Suspected members of Boko Haram have released a photograph that appears to show three kidnapped members of an oil exploration team in northeastern Nigeria, according to the university whose staff were part of the team and which distributed the image on Friday.
The abduction
of the oil survey team and a rescue attempt that led to multiple
fatalities have led to a U-turn by the government and military, who
earlier this month had said Boko Haram were defeated and all but
eliminated.
The defense minister told reporters
on Thursday that the authorities were not in full control of the
environment in the northeast at the moment, and that the military was
trying to regain territory there.
The team,
which included university staff and employees from Nigeria's state oil
firm, was kidnapped by suspected militants from Islamist insurgency Boko
Haram while searching for oil in the conflict-ridden northeast on
Tuesday.
A rescue attempt on Wednesday ended in
the deaths of at least 37 members of the original prospecting team and
the rescuers, including Nigerian military and armed vigilantes.
Friday's
photograph, released by the University of Maiduguri, appears to shows
three of its staff, seemingly unharmed, sitting crosslegged on a red
floor in front of a patterned wall.
The university gave the names of the staff pictured, but declined to give any further details.

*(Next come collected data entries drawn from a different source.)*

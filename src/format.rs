/*
    AaruFormat
    https://github.com/dbalsom/fluxfox

    Copyright 2024 Daniel Balsom

    Permission is hereby granted, free of charge, to any person obtaining a
    copy of this software and associated documentation files (the “Software”),
    to deal in the Software without restriction, including without limitation
    the rights to use, copy, modify, merge, publish, distribute, sublicense,
    and/or sell copies of the Software, and to permit persons to whom the
    Software is furnished to do so, subject to the following conditions:

    The above copyright notice and this permission notice shall be included in
    all copies or substantial portions of the Software.

    THE SOFTWARE IS PROVIDED “AS IS”, WITHOUT WARRANTY OF ANY KIND, EXPRESS OR
    IMPLIED, INCLUDING BUT NOT LIMITED TO THE WARRANTIES OF MERCHANTABILITY,
    FITNESS FOR A PARTICULAR PURPOSE AND NONINFRINGEMENT. IN NO EVENT SHALL THE
    AUTHORS OR COPYRIGHT HOLDERS BE LIABLE FOR ANY CLAIM, DAMAGES OR OTHER
    LIABILITY, WHETHER IN AN ACTION OF CONTRACT, TORT OR OTHERWISE, ARISING
    FROM, OUT OF OR IN CONNECTION WITH THE SOFTWARE OR THE USE OR OTHER
    DEALINGS IN THE SOFTWARE.

    --------------------------------------------------------------------------
*/

//! Structure (de)serialization (C2): the fixed, little-endian, packed records that make up a
//! container — [`Header`], the trailing [`IndexHeader`]/[`IndexEntry`] table, [`DataBlockHeader`],
//! [`DdtHeader`], and the small fixed records for tracks, geometry, tape partitions/files and
//! whole-image checksums. Every record round-trips through `binrw`'s [`BinRead`]/[`BinWrite`]
//! traits; nothing here relies on host byte order or struct padding.

use binrw::binrw;

use crate::{AaruError, Result, AARUFMT_MAGIC, DICMFMT_MAGIC};

/// `identifier` stamped into every [`IndexHeader`] (§3 "IndexHeader { identifier=Index, ... }").
pub const INDEX_IDENTIFIER: u32 = u32::from_le_bytes(*b"IDX\0");
/// `identifier` stamped into every [`DataBlockHeader`].
pub const DATA_BLOCK_IDENTIFIER: u32 = u32::from_le_bytes(*b"DATA");
/// `identifier` stamped into every [`DdtHeader`].
pub const DDT_IDENTIFIER: u32 = u32::from_le_bytes(*b"DEDU");

/// The kind of object a trailing [`IndexEntry`] points at.
#[repr(u32)]
#[derive(Copy, Clone, Debug, PartialEq, Eq, Hash)]
pub enum BlockType {
    DataBlock = 0,
    DeDuplicationTable = 1,
    ChecksumBlock = 2,
    CicmBlock = 3,
    DumpHardwareBlock = 4,
    GeometryBlock = 5,
    MetadataBlock = 6,
    TapePartitionBlock = 7,
    TapeFileBlock = 8,
    TracksBlock = 9,
}

impl TryFrom<u32> for BlockType {
    type Error = AaruError;

    fn try_from(value: u32) -> Result<Self> {
        Ok(match value {
            0 => BlockType::DataBlock,
            1 => BlockType::DeDuplicationTable,
            2 => BlockType::ChecksumBlock,
            3 => BlockType::CicmBlock,
            4 => BlockType::DumpHardwareBlock,
            5 => BlockType::GeometryBlock,
            6 => BlockType::MetadataBlock,
            7 => BlockType::TapePartitionBlock,
            8 => BlockType::TapeFileBlock,
            9 => BlockType::TracksBlock,
            other => {
                return Err(AaruError::BinaryFormat(format!("unknown block type {other}")));
            }
        })
    }
}

impl From<BlockType> for u32 {
    fn from(value: BlockType) -> Self {
        value as u32
    }
}

/// The shape of the bytes behind a [`BlockType::DataBlock`] or [`BlockType::DeDuplicationTable`]
/// entry, and (for `DataBlock`) the kind of media tag a `MediaTag`-typed entry carries.
///
/// Structural kinds occupy the low discriminant range; `MediaTag` is a catch-all carrying the
/// caller's own tag code (`WriteMediaTag`'s `tag` argument), since the container format treats
/// media tags as an open-ended key space rather than a fixed enumeration.
#[derive(Copy, Clone, Debug, PartialEq, Eq, Hash)]
pub enum DataType {
    UserData,
    CdSectorPrefix,
    CdSectorSuffix,
    CdSectorPrefixCorrected,
    CdSectorSuffixCorrected,
    CdSectorSubchannel,
    CdSectorSubheader,
    MediaTag(u32),
}

const DATA_TYPE_USER_DATA: u32 = 0;
const DATA_TYPE_CD_PREFIX: u32 = 1;
const DATA_TYPE_CD_SUFFIX: u32 = 2;
const DATA_TYPE_CD_PREFIX_CORRECTED: u32 = 3;
const DATA_TYPE_CD_SUFFIX_CORRECTED: u32 = 4;
const DATA_TYPE_CD_SUBCHANNEL: u32 = 5;
const DATA_TYPE_CD_SUBHEADER: u32 = 6;
/// Values at or above this threshold decode as `DataType::MediaTag(value - MEDIA_TAG_BASE)`.
const MEDIA_TAG_BASE: u32 = 1_000;

impl From<DataType> for u32 {
    fn from(value: DataType) -> Self {
        match value {
            DataType::UserData => DATA_TYPE_USER_DATA,
            DataType::CdSectorPrefix => DATA_TYPE_CD_PREFIX,
            DataType::CdSectorSuffix => DATA_TYPE_CD_SUFFIX,
            DataType::CdSectorPrefixCorrected => DATA_TYPE_CD_PREFIX_CORRECTED,
            DataType::CdSectorSuffixCorrected => DATA_TYPE_CD_SUFFIX_CORRECTED,
            DataType::CdSectorSubchannel => DATA_TYPE_CD_SUBCHANNEL,
            DataType::CdSectorSubheader => DATA_TYPE_CD_SUBHEADER,
            DataType::MediaTag(code) => MEDIA_TAG_BASE + code,
        }
    }
}

impl TryFrom<u32> for DataType {
    type Error = AaruError;

    fn try_from(value: u32) -> Result<Self> {
        Ok(match value {
            DATA_TYPE_USER_DATA => DataType::UserData,
            DATA_TYPE_CD_PREFIX => DataType::CdSectorPrefix,
            DATA_TYPE_CD_SUFFIX => DataType::CdSectorSuffix,
            DATA_TYPE_CD_PREFIX_CORRECTED => DataType::CdSectorPrefixCorrected,
            DATA_TYPE_CD_SUFFIX_CORRECTED => DataType::CdSectorSuffixCorrected,
            DATA_TYPE_CD_SUBCHANNEL => DataType::CdSectorSubchannel,
            DATA_TYPE_CD_SUBHEADER => DataType::CdSectorSubheader,
            value if value >= MEDIA_TAG_BASE => DataType::MediaTag(value - MEDIA_TAG_BASE),
            other => return Err(AaruError::BinaryFormat(format!("unknown data type {other}"))),
        })
    }
}

/// The fixed-size, rewritten-at-close header at offset 0. Written with zeros on creation and
/// updated last, so a crash before `Close` leaves the file recoverable from the previous
/// `index_offset`.
#[binrw]
#[brw(little)]
#[derive(Copy, Clone, Debug)]
pub struct Header {
    pub identifier: u64,
    pub image_major_version: u8,
    pub image_minor_version: u8,
    pub application_major_version: u8,
    pub application_minor_version: u8,
    /// NUL-padded ASCII application identifier.
    pub application: [u8; 64],
    pub media_type: u32,
    pub creation_time: i64,
    pub last_written_time: i64,
    pub index_offset: u64,
}

impl Header {
    pub const SIZE: usize = 8 + 1 + 1 + 1 + 1 + 64 + 4 + 8 + 8 + 8;

    pub fn new(media_type: u32, application: &str, app_major: u8, app_minor: u8) -> Self {
        let mut app_bytes = [0u8; 64];
        let bytes = application.as_bytes();
        let copy_len = bytes.len().min(63);
        app_bytes[..copy_len].copy_from_slice(&bytes[..copy_len]);

        let now = crate::util::now_filetime();
        Self {
            identifier: AARUFMT_MAGIC,
            image_major_version: 2,
            image_minor_version: 0,
            application_major_version: app_major,
            application_minor_version: app_minor,
            application: app_bytes,
            media_type,
            creation_time: now,
            last_written_time: now,
            index_offset: 0,
        }
    }

    /// True if `identifier` matches either the current or legacy magic.
    pub fn is_valid_magic(&self) -> bool {
        self.identifier == AARUFMT_MAGIC || self.identifier == DICMFMT_MAGIC
    }

    /// True if this header was written by the predecessor format.
    pub fn is_legacy(&self) -> bool {
        self.identifier == DICMFMT_MAGIC
    }

    pub fn application_str(&self) -> String {
        let end = self.application.iter().position(|&b| b == 0).unwrap_or(64);
        String::from_utf8_lossy(&self.application[..end]).into_owned()
    }
}

/// The trailing table-of-contents header, immediately followed by `entries` [`IndexEntry`] records.
#[binrw]
#[brw(little)]
#[derive(Copy, Clone, Debug)]
pub struct IndexHeader {
    pub identifier: u32,
    pub entries: u32,
    pub crc64: u64,
}

/// One entry in the index: the kind of block, its data shape, and its absolute byte offset.
#[binrw]
#[brw(little)]
#[derive(Copy, Clone, Debug)]
pub struct IndexEntry {
    pub block_type: u32,
    pub data_type: u32,
    pub offset: u64,
}

impl IndexEntry {
    pub fn new(block_type: BlockType, data_type: DataType, offset: u64) -> Self {
        Self {
            block_type: block_type.into(),
            data_type: data_type.into(),
            offset,
        }
    }

    pub fn block_type(&self) -> Result<BlockType> {
        BlockType::try_from(self.block_type)
    }

    pub fn data_type(&self) -> Result<DataType> {
        DataType::try_from(self.data_type)
    }
}

/// The fixed header in front of a [`BlockType::DataBlock`]'s payload.
#[binrw]
#[brw(little)]
#[derive(Copy, Clone, Debug)]
pub struct DataBlockHeader {
    pub identifier: u32,
    pub data_type: u32,
    pub compression: u8,
    pub sector_size: u32,
    /// Uncompressed length in bytes.
    pub length: u64,
    /// Compressed length in bytes, including any codec property prefix.
    pub cmp_length: u64,
    /// CRC-64/ECMA of the uncompressed bytes.
    pub crc64: u64,
    /// CRC-64/ECMA of the compressed stream (including property prefix, for LZMA).
    pub cmp_crc64: u64,
}

impl DataBlockHeader {
    pub const SIZE: usize = 4 + 4 + 1 + 4 + 8 + 8 + 8 + 8;
}

/// The fixed header in front of a [`BlockType::DeDuplicationTable`]'s payload.
#[binrw]
#[brw(little)]
#[derive(Copy, Clone, Debug)]
pub struct DdtHeader {
    pub identifier: u32,
    pub data_type: u32,
    pub compression: u8,
    /// `log2(sectorsPerBlock)`; see [`crate::ddt`].
    pub shift: u8,
    pub entries: u64,
    pub length: u64,
    pub cmp_length: u64,
    pub crc64: u64,
    pub cmp_crc64: u64,
}

impl DdtHeader {
    pub const SIZE: usize = 4 + 4 + 1 + 1 + 8 + 8 + 8 + 8 + 8;
}

/// One CD track record inside a [`BlockType::TracksBlock`].
#[binrw]
#[brw(little)]
#[derive(Copy, Clone, Debug)]
pub struct TrackRecord {
    pub sequence: u32,
    pub track_type: u8,
    pub start: u64,
    pub end: u64,
    pub pregap: u64,
    pub session: u32,
    /// BCD-packed or zeroed ISRC digits; interpreted as ASCII by [`crate::tracks`].
    pub isrc: [u8; 12],
    pub flags: u8,
}

/// One C/H/S geometry record (the sole member of a [`BlockType::GeometryBlock`]).
#[binrw]
#[brw(little)]
#[derive(Copy, Clone, Debug)]
pub struct GeometryRecord {
    pub cylinders: u32,
    pub heads: u32,
    pub sectors_per_track: u32,
}

/// One record inside a [`BlockType::TapePartitionBlock`].
#[binrw]
#[brw(little)]
#[derive(Copy, Clone, Debug)]
pub struct TapePartitionRecord {
    pub number: u32,
    pub first_block: u64,
    pub last_block: u64,
}

/// One record inside a [`BlockType::TapeFileBlock`].
#[binrw]
#[brw(little)]
#[derive(Copy, Clone, Debug)]
pub struct TapeFileRecord {
    pub partition: u32,
    pub file_number: u32,
    pub first_block: u64,
    pub last_block: u64,
}

/// One whole-image digest entry inside a [`BlockType::ChecksumBlock`].
#[binrw]
#[brw(little)]
#[derive(Clone, Debug)]
pub struct ChecksumEntry {
    /// 0 = MD5, 1 = SHA-1, 2 = SHA-256, 3 = SpamSum (stored as UTF-8 bytes, not fixed-length).
    pub kind: u8,
    pub length: u32,
    #[br(count = length)]
    pub digest: Vec<u8>,
}

/// The fixed header of a [`BlockType::MetadataBlock`]: byte offset/length pairs into the trailing
/// UTF-16LE string pool, 0/0 meaning "absent."
#[binrw]
#[brw(little)]
#[derive(Copy, Clone, Debug, Default)]
pub struct MetadataBlockHeader {
    pub creator_offset: u32,
    pub creator_length: u32,
    pub comments_offset: u32,
    pub comments_length: u32,
    pub media_title_offset: u32,
    pub media_title_length: u32,
    pub media_manufacturer_offset: u32,
    pub media_manufacturer_length: u32,
    pub media_model_offset: u32,
    pub media_model_length: u32,
    pub media_serial_number_offset: u32,
    pub media_serial_number_length: u32,
    pub media_barcode_offset: u32,
    pub media_barcode_length: u32,
    pub drive_manufacturer_offset: u32,
    pub drive_manufacturer_length: u32,
    pub drive_model_offset: u32,
    pub drive_model_length: u32,
    pub drive_serial_number_offset: u32,
    pub drive_serial_number_length: u32,
}

#[cfg(test)]
mod tests {
    use super::*;

    #[test]
    fn test_block_type_round_trip() {
        for v in 0..10u32 {
            let bt = BlockType::try_from(v).unwrap();
            assert_eq!(u32::from(bt), v);
        }
        assert!(BlockType::try_from(999).is_err());
    }

    #[test]
    fn test_data_type_round_trip_structural() {
        for dt in [
            DataType::UserData,
            DataType::CdSectorPrefix,
            DataType::CdSectorSuffix,
            DataType::CdSectorPrefixCorrected,
            DataType::CdSectorSuffixCorrected,
            DataType::CdSectorSubchannel,
            DataType::CdSectorSubheader,
        ] {
            let raw: u32 = dt.into();
            assert_eq!(DataType::try_from(raw).unwrap(), dt);
        }
    }

    #[test]
    fn test_data_type_media_tag_round_trip() {
        let dt = DataType::MediaTag(42);
        let raw: u32 = dt.into();
        assert_eq!(DataType::try_from(raw).unwrap(), DataType::MediaTag(42));
    }

    #[test]
    fn test_header_application_round_trip() {
        let header = Header::new(0, "aaruformat", 1, 0);
        assert_eq!(header.application_str(), "aaruformat");
        assert!(header.is_valid_magic());
        assert!(!header.is_legacy());
    }

    #[test]
    fn test_header_size_matches_binrw_layout() {
        use binrw::BinWrite;
        let header = Header::new(0, "x", 0, 0);
        let mut buf = std::io::Cursor::new(Vec::new());
        header.write(&mut buf).unwrap();
        assert_eq!(buf.into_inner().len(), Header::SIZE);
    }
}
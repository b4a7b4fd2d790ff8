/*
    AaruFormat
    https://github.com/dbalsom/fluxfox

    Copyright 2024 Daniel Balsom

    Permission is hereby granted, free of charge, to any person obtaining a
    copy of this software and associated documentation files (the “Software”),
    to deal in the Software without restriction, including without limitation
    the rights to use, copy, modify, merge, publish, distribute, sublicense,
    and/or sell copies of the Software, and to permit persons to whom the
    Software is furnished to do so, subject to the following conditions:

    The above copyright notice and this permission notice shall be included in
    all copies or substantial portions of the Software.

    THE SOFTWARE IS PROVIDED “AS IS”, WITHOUT WARRANTY OF ANY KIND, EXPRESS OR
    IMPLIED, INCLUDING BUT NOT LIMITED TO THE WARRANTIES OF MERCHANTABILITY,
    FITNESS FOR A PARTICULAR PURPOSE AND NONINFRINGEMENT. IN NO EVENT SHALL THE
    AUTHORS OR COPYRIGHT HOLDERS BE LIABLE FOR ANY CLAIM, DAMAGES OR OTHER
    LIABILITY, WHETHER IN AN ACTION OF CONTRACT, TORT OR OTHERWISE, ARISING
    FROM, OUT OF OR IN CONNECTION WITH THE SOFTWARE OR THE USE OR OTHER
    DEALINGS IN THE SOFTWARE.

    --------------------------------------------------------------------------
*/

//! A single-track CD-ROM Mode 1 image where every sector's sync/header/EDC/ECC is correct. The
//! long-sector splitter should classify every one of them `Correct`/`Correct`, storing no
//! auxiliary prefix/suffix bytes, and the reconstructed frame should equal the original exactly.

use std::io::Cursor;

use aaruformat::{
    cdrom::{ecc, sector::build_prefix},
    media_type::MediaType,
    tracks::{CdTrackFlags, Track, TrackType},
    writer::{CreateOptions, Writer},
    Reader, CD_RAW_SECTOR_SIZE,
};

fn correct_mode1_sector(address: u32) -> Vec<u8> {
    let mut raw = vec![0u8; CD_RAW_SECTOR_SIZE];
    raw[0..16].copy_from_slice(&build_prefix(address, 0x01));
    for (i, b) in raw[16..2064].iter_mut().enumerate() {
        *b = ((address as usize + i) % 255) as u8;
    }
    let edc = ecc::compute_edc(&raw[0..2064]);
    raw[2064..2068].copy_from_slice(&edc.to_le_bytes());
    ecc::compute_ecc(&mut raw);
    raw
}

#[test]
fn cdrom_single_mode1_track_reconstructs_every_sampled_sector() {
    const SECTORS: u64 = 150;

    let mut writer = Writer::create(Cursor::new(Vec::new()), MediaType::Cdrom, SECTORS, 2048, CreateOptions::default()).unwrap();
    writer
        .set_tracks(vec![Track {
            sequence: 1,
            track_type: TrackType::CdMode1,
            start: 0,
            end: SECTORS - 1,
            pregap: 0,
            session: 1,
            isrc: None,
            flags: CdTrackFlags::empty(),
        }])
        .unwrap();

    let mut originals = Vec::new();
    for address in 0..SECTORS as u32 {
        let raw = correct_mode1_sector(address);
        writer.write_sector_long(address as u64, &raw).unwrap();
        originals.push(raw);
    }
    let (file, _digests) = writer.close().unwrap();

    let mut reader = Reader::open(file).unwrap();
    assert_eq!(reader.sectors(), SECTORS);

    for &address in &[0u64, 1, 74, 149] {
        let back = reader.read_sector_long(address).unwrap();
        assert_eq!(back, originals[address as usize], "sector {address} did not reconstruct exactly");
    }
}
/*
    AaruFormat
    https://github.com/dbalsom/fluxfox

    Copyright 2024 Daniel Balsom

    Permission is hereby granted, free of charge, to any person obtaining a
    copy of this software and associated documentation files (the “Software”),
    to deal in the Software without restriction, including without limitation
    the rights to use, copy, modify, merge, publish, distribute, sublicense,
    and/or sell copies of the Software, and to permit persons to whom the
    Software is furnished to do so, subject to the following conditions:

    The above copyright notice and this permission notice shall be included in
    all copies or substantial portions of the Software.

    THE SOFTWARE IS PROVIDED “AS IS”, WITHOUT WARRANTY OF ANY KIND, EXPRESS OR
    IMPLIED, INCLUDING BUT NOT LIMITED TO THE WARRANTIES OF MERCHANTABILITY,
    FITNESS FOR A PARTICULAR PURPOSE AND NONINFRINGEMENT. IN NO EVENT SHALL THE
    AUTHORS OR COPYRIGHT HOLDERS BE LIABLE FOR ANY CLAIM, DAMAGES OR OTHER
    LIABILITY, WHETHER IN AN ACTION OF CONTRACT, TORT OR OTHERWISE, ARISING
    FROM, OUT OF OR IN CONNECTION WITH THE SOFTWARE OR THE USE OR OTHER
    DEALINGS IN THE SOFTWARE.

    --------------------------------------------------------------------------
*/

//! The block codec used for Red Book audio data: encode with `flacenc`, decode with `claxon`.
//! FLAC is a lossless codec for 16-bit stereo PCM, exactly the shape of a Red Book audio sector
//! run, and is selected by the packer only for blocks flagged `Audio` on CD-family, non-special
//! media (see [`MediaType::is_special_cd_family`](crate::media_type::MediaType::is_special_cd_family)).

use std::io::Cursor;

use claxon::FlacReader;
use flacenc::{component::BitRepr, error::Verify};

use crate::{AaruError, Result, CD_RAW_SECTOR_SIZE};

const CHANNELS: usize = 2;
const BITS_PER_SAMPLE: usize = 16;
const SAMPLE_RATE: usize = 44100;

/// Encode raw interleaved 16-bit stereo PCM bytes (as they appear in a CD audio sector run) to FLAC.
pub fn compress(data: &[u8], sector_size: u32) -> Result<Vec<u8>> {
    if sector_size as usize != CD_RAW_SECTOR_SIZE {
        return Err(AaruError::ParameterError(
            "FLAC codec requires full 2352-byte Red Book audio sectors".into(),
        ));
    }
    if data.len() % 4 != 0 {
        return Err(AaruError::ParameterError(
            "audio block length is not a whole number of 16-bit stereo frames".into(),
        ));
    }

    let samples: Vec<i32> = data
        .chunks_exact(2)
        .map(|c| i16::from_le_bytes([c[0], c[1]]) as i32)
        .collect();

    let config = flacenc::config::Encoder::default()
        .into_verified()
        .map_err(|(_, e)| AaruError::EncoderFailure(format!("{e:?}")))?;

    let source = flacenc::source::MemSource::from_samples(&samples, CHANNELS, BITS_PER_SAMPLE, SAMPLE_RATE);
    let flac_stream = flacenc::encode_with_fixed_block_size(&config, source, config.block_size)
        .map_err(|e| AaruError::EncoderFailure(format!("{e:?}")))?;

    let mut sink = flacenc::bitsink::ByteSink::new();
    flac_stream
        .write(&mut sink)
        .map_err(|e| AaruError::EncoderFailure(format!("{e:?}")))?;
    Ok(sink.into_inner())
}

/// Decode a FLAC stream produced by [`compress`] back to raw interleaved 16-bit stereo PCM bytes.
pub fn decompress(data: &[u8], expected_len: usize) -> Result<Vec<u8>> {
    let mut reader = FlacReader::new(Cursor::new(data)).map_err(|e| AaruError::EncoderFailure(e.to_string()))?;

    let mut out = Vec::with_capacity(expected_len);
    for sample in reader.samples() {
        let sample = sample.map_err(|e| AaruError::EncoderFailure(e.to_string()))?;
        out.extend_from_slice(&(sample as i16).to_le_bytes());
    }

    if out.len() != expected_len {
        return Err(AaruError::WrongSize {
            expected: expected_len,
            actual: out.len(),
        });
    }
    Ok(out)
}

#[cfg(test)]
mod tests {
    use super::*;

    fn sine_audio_block(sectors: usize) -> Vec<u8> {
        let samples_per_sector = CD_RAW_SECTOR_SIZE / 4;
        let mut out = Vec::with_capacity(sectors * CD_RAW_SECTOR_SIZE);
        for i in 0..(sectors * samples_per_sector) {
            let value = ((i as f64 * 0.05).sin() * 8000.0) as i16;
            out.extend_from_slice(&value.to_le_bytes());
            out.extend_from_slice(&value.to_le_bytes());
        }
        out
    }

    #[test]
    fn test_round_trip() {
        let data = sine_audio_block(4);
        let compressed = compress(&data, CD_RAW_SECTOR_SIZE as u32).unwrap();
        let decompressed = decompress(&compressed, data.len()).unwrap();
        assert_eq!(decompressed, data);
    }

    #[test]
    fn test_rejects_non_audio_sector_size() {
        let data = vec![0u8; 2048];
        assert!(compress(&data, 2048).is_err());
    }
}
/*
    AaruFormat
    https://github.com/dbalsom/fluxfox

    Copyright 2024 Daniel Balsom

    Permission is hereby granted, free of charge, to any person obtaining a
    copy of this software and associated documentation files (the “Software”),
    to deal in the Software without restriction, including without limitation
    the rights to use, copy, modify, merge, publish, distribute, sublicense,
    and/or sell copies of the Software, and to permit persons to whom the
    Software is furnished to do so, subject to the following conditions:

    The above copyright notice and this permission notice shall be included in
    all copies or substantial portions of the Software.

    THE SOFTWARE IS PROVIDED “AS IS”, WITHOUT WARRANTY OF ANY KIND, EXPRESS OR
    IMPLIED, INCLUDING BUT NOT LIMITED TO THE WARRANTIES OF MERCHANTABILITY,
    FITNESS FOR A PARTICULAR PURPOSE AND NONINFRINGEMENT. IN NO EVENT SHALL THE
    AUTHORS OR COPYRIGHT HOLDERS BE LIABLE FOR ANY CLAIM, DAMAGES OR OTHER
    LIABILITY, WHETHER IN AN ACTION OF CONTRACT, TORT OR OTHERWISE, ARISING
    FROM, OUT OF OR IN CONNECTION WITH THE SOFTWARE OR THE USE OR OTHER
    DEALINGS IN THE SOFTWARE.

    --------------------------------------------------------------------------
*/

//! CRC-64/ECMA-182, the checksum stored in every [`DataBlockHeader`](crate::format::DataBlockHeader)
//! and in the [`IndexEntry`](crate::format::IndexEntry) covering the index itself.

use crc::{Crc, CRC_64_ECMA_182};

const CRC64: Crc<u64> = Crc::<u64>::new(&CRC_64_ECMA_182);

/// Compute the CRC-64/ECMA-182 of `data`.
pub fn checksum(data: &[u8]) -> u64 {
    CRC64.checksum(data)
}

/// An incremental CRC-64/ECMA-182 accumulator, for checksumming a block's payload as it is
/// assembled sector-by-sector rather than copying it into one contiguous buffer first.
pub struct Crc64Digest {
    digest: crc::Digest<'static, u64>,
}

impl Default for Crc64Digest {
    fn default() -> Self {
        Self {
            digest: CRC64.digest(),
        }
    }
}

impl Crc64Digest {
    pub fn new() -> Self {
        Self::default()
    }

    pub fn update(&mut self, bytes: &[u8]) {
        self.digest.update(bytes);
    }

    pub fn finalize(self) -> u64 {
        self.digest.finalize()
    }
}

#[cfg(test)]
mod tests {
    use super::*;

    #[test]
    fn test_checksum_matches_incremental() {
        let data = b"the quick brown fox jumps over the lazy dog";
        let whole = checksum(data);

        let mut digest = Crc64Digest::new();
        digest.update(&data[..10]);
        digest.update(&data[10..]);
        assert_eq!(digest.finalize(), whole);
    }

    #[test]
    fn test_empty_input() {
        assert_eq!(checksum(&[]), CRC64.checksum(&[]));
    }
}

Four staff members are missing in total, a university spokesman said.
Also
on Thursday, Acting President Yemi Osinbajo dispatched the chiefs of
the military to the northeast to help regain control of the situation.
Of
those killed in the kidnapping and attempted rescue, five are staff
from the University of Maiduguri, 22 are from the vigilante Civilian
Joint Task Force and 10 are military, according to officials and
military sources.
Northeastern Nigeria has been
wracked for eight years by an Islamist insurgency that has killed at
least 20,000 people and forced some 2.7 million to flee their homes.
The
Nigerian National Petroleum Corporation, which contracted university
staff, has for more than a year surveyed what it says may be vast oil
reserves in the Lake Chad Basin. It is aiming to reduce its reliance on
the southern Niger Delta energy hub, which last year was hit by militant
attacks on oil facilities.
The government and
military have repeatedly said Boko Haram is on the verge of defeat. In
December, President Muhammadu Buhari said the group's last stronghold,
an enclave in the Sambisa forest, had fallen.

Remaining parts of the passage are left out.